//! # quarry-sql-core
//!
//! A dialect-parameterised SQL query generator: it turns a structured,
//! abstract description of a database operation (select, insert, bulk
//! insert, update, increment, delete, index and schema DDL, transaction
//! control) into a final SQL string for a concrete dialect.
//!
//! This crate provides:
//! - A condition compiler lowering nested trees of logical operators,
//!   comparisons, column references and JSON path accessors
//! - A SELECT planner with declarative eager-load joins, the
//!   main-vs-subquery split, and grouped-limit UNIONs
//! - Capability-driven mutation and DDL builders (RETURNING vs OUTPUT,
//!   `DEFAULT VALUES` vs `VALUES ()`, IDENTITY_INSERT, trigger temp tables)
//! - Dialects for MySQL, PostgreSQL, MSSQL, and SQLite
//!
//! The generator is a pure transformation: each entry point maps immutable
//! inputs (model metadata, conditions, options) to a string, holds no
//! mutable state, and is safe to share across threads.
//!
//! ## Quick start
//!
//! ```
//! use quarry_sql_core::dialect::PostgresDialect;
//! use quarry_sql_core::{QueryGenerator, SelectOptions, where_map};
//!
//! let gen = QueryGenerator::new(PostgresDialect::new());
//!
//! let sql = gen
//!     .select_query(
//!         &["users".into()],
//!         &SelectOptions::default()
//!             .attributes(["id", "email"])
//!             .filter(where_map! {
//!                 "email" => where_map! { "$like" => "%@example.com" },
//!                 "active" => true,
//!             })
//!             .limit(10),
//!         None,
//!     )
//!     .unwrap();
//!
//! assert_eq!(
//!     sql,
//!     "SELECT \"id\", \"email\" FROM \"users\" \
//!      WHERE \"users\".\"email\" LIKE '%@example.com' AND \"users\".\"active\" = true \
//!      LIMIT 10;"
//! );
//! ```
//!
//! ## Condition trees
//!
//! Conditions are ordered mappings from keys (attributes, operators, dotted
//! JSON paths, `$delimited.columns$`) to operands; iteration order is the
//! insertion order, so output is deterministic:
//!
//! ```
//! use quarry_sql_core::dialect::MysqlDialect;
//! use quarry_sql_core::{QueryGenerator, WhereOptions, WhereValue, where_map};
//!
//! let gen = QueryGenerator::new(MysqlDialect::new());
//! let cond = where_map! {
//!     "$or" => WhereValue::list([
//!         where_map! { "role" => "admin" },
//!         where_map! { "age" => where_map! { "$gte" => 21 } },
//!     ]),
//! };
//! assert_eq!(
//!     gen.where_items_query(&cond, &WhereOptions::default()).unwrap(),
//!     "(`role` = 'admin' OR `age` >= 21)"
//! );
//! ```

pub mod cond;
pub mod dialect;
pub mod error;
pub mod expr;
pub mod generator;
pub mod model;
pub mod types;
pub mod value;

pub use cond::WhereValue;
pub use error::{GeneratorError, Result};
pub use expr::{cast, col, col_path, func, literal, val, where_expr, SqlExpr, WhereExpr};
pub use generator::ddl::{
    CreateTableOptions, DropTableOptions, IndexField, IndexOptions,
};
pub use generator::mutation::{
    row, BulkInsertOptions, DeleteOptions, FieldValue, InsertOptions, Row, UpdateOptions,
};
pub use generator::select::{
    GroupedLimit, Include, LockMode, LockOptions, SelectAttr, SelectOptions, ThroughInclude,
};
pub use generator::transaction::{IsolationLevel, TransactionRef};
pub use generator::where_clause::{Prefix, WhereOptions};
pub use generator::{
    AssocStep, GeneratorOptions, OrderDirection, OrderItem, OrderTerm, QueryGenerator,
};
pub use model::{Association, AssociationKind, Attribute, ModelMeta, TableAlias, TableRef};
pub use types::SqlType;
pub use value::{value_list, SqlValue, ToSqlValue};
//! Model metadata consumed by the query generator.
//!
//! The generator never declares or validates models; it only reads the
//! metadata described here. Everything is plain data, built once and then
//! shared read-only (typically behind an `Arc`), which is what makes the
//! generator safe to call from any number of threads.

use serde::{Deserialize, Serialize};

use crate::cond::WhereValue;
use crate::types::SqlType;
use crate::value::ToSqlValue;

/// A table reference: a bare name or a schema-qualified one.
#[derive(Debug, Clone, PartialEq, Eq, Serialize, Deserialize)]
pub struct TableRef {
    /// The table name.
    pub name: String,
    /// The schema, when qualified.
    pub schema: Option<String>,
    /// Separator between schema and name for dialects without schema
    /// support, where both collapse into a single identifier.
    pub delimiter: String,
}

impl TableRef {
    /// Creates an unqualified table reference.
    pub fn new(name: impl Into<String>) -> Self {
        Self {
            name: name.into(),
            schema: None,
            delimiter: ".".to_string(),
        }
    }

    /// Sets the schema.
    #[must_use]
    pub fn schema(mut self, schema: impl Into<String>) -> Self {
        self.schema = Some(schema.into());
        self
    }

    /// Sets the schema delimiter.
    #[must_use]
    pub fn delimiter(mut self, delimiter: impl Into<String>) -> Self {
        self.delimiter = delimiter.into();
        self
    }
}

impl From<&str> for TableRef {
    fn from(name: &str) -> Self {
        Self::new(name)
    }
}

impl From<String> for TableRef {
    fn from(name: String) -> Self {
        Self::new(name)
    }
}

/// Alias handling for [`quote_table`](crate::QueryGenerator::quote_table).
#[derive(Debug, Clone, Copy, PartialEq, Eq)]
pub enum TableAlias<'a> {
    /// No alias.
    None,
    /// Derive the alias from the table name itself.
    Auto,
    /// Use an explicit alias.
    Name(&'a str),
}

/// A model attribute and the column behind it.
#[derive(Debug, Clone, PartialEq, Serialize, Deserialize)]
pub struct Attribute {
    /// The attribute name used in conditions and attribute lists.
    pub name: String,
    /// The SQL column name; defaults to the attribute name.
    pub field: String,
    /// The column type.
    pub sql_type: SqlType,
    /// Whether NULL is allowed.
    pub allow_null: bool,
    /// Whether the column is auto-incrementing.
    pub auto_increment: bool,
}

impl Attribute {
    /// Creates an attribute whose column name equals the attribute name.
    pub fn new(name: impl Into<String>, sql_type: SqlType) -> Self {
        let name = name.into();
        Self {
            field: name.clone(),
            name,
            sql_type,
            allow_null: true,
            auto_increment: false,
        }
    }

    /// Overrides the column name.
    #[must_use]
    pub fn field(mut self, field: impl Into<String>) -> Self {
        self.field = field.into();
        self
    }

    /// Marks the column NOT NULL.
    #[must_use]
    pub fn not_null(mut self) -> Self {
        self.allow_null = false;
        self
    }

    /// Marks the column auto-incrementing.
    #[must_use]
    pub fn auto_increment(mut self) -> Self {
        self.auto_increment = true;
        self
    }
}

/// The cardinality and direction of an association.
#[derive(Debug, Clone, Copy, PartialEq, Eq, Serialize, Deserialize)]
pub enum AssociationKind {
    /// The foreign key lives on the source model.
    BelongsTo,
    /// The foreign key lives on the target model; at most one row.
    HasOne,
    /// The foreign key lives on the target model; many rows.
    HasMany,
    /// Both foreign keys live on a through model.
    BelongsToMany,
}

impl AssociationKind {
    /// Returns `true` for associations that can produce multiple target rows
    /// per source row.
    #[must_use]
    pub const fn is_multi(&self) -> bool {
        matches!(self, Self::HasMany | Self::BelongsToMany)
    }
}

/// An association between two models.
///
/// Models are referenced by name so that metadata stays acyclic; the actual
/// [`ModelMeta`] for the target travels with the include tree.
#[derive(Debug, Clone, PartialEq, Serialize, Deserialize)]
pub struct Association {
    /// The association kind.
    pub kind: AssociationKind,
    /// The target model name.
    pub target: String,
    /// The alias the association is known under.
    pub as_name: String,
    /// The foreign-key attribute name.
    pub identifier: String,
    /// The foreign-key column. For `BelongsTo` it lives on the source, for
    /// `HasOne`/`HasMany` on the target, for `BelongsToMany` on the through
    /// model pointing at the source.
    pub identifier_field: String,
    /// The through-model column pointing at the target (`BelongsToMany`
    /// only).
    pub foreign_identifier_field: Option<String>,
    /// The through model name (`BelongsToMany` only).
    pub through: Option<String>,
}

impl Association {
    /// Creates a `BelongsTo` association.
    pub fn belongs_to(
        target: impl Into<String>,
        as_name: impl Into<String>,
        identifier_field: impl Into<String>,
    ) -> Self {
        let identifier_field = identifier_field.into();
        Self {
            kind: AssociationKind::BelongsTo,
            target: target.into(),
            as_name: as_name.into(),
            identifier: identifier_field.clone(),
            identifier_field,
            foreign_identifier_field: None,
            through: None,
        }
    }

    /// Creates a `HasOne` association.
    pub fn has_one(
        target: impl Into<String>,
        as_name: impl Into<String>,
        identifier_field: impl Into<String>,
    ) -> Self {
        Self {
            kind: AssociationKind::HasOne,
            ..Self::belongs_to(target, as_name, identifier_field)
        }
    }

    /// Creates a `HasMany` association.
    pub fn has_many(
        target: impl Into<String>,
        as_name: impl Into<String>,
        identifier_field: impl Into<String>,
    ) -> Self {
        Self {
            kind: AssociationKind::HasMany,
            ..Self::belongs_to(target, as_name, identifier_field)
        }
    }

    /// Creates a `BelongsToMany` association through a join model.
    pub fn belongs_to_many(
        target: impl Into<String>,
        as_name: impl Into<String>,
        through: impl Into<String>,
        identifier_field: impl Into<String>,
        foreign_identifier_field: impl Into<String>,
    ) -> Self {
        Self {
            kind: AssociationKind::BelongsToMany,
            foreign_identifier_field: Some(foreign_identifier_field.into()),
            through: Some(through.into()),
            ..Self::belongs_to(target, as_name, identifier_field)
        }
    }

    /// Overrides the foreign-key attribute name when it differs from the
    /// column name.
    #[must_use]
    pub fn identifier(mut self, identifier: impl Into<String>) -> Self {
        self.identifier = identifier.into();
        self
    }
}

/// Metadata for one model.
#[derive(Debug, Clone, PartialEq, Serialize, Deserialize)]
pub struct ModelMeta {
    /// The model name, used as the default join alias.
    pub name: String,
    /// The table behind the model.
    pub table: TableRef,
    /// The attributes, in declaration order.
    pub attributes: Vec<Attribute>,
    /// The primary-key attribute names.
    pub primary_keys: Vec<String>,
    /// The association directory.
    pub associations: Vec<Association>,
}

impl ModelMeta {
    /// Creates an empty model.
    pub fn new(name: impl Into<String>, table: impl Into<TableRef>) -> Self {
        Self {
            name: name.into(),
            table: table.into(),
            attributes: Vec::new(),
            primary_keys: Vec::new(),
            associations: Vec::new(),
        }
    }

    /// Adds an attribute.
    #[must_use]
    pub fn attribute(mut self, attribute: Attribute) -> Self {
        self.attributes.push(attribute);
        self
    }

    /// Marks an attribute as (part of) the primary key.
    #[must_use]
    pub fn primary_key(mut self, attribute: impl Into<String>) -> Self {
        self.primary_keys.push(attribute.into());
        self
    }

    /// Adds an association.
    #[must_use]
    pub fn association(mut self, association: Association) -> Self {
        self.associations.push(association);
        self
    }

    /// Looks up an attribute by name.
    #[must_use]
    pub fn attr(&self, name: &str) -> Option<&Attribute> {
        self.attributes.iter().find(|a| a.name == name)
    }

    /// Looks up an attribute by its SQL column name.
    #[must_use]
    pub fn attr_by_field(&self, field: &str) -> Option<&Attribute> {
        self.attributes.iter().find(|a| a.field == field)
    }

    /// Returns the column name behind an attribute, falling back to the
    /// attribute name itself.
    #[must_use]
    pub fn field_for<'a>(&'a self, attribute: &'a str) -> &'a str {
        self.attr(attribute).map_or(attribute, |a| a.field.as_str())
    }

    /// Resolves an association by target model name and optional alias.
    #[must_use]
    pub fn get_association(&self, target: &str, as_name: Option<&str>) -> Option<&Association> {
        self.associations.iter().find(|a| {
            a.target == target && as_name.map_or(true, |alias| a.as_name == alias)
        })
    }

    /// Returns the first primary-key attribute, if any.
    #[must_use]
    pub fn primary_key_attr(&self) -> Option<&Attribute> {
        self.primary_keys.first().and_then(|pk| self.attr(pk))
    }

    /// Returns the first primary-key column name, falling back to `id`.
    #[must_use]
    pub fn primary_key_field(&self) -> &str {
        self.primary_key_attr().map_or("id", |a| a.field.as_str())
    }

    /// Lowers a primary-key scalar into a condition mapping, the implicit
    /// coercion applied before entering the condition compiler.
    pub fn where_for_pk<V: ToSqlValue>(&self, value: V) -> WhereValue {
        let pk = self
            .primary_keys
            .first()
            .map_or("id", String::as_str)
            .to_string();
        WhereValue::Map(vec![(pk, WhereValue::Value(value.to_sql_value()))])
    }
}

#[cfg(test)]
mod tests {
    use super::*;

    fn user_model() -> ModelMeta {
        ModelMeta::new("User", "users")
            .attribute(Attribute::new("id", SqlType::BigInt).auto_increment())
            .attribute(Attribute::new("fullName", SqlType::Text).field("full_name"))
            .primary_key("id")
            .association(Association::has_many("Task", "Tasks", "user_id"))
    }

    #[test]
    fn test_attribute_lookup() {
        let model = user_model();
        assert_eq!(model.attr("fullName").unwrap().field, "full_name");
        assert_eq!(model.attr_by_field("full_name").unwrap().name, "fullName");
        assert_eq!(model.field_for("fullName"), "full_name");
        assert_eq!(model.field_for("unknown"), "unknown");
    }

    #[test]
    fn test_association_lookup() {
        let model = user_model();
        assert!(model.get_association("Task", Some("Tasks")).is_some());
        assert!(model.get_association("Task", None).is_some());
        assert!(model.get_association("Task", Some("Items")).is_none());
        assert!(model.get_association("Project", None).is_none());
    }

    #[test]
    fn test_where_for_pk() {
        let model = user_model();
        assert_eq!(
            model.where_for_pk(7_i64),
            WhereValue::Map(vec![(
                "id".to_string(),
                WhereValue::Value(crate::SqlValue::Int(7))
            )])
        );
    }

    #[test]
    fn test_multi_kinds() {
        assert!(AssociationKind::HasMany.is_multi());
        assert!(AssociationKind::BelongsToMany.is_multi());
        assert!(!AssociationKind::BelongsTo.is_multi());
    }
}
········
* Work item *
Whenever a line above contains "mutation", copy that line.

* Task solution *
//! - Capability-driven mutation and DDL builders (RETURNING vs OUTPUT,
pub use generator::mutation::{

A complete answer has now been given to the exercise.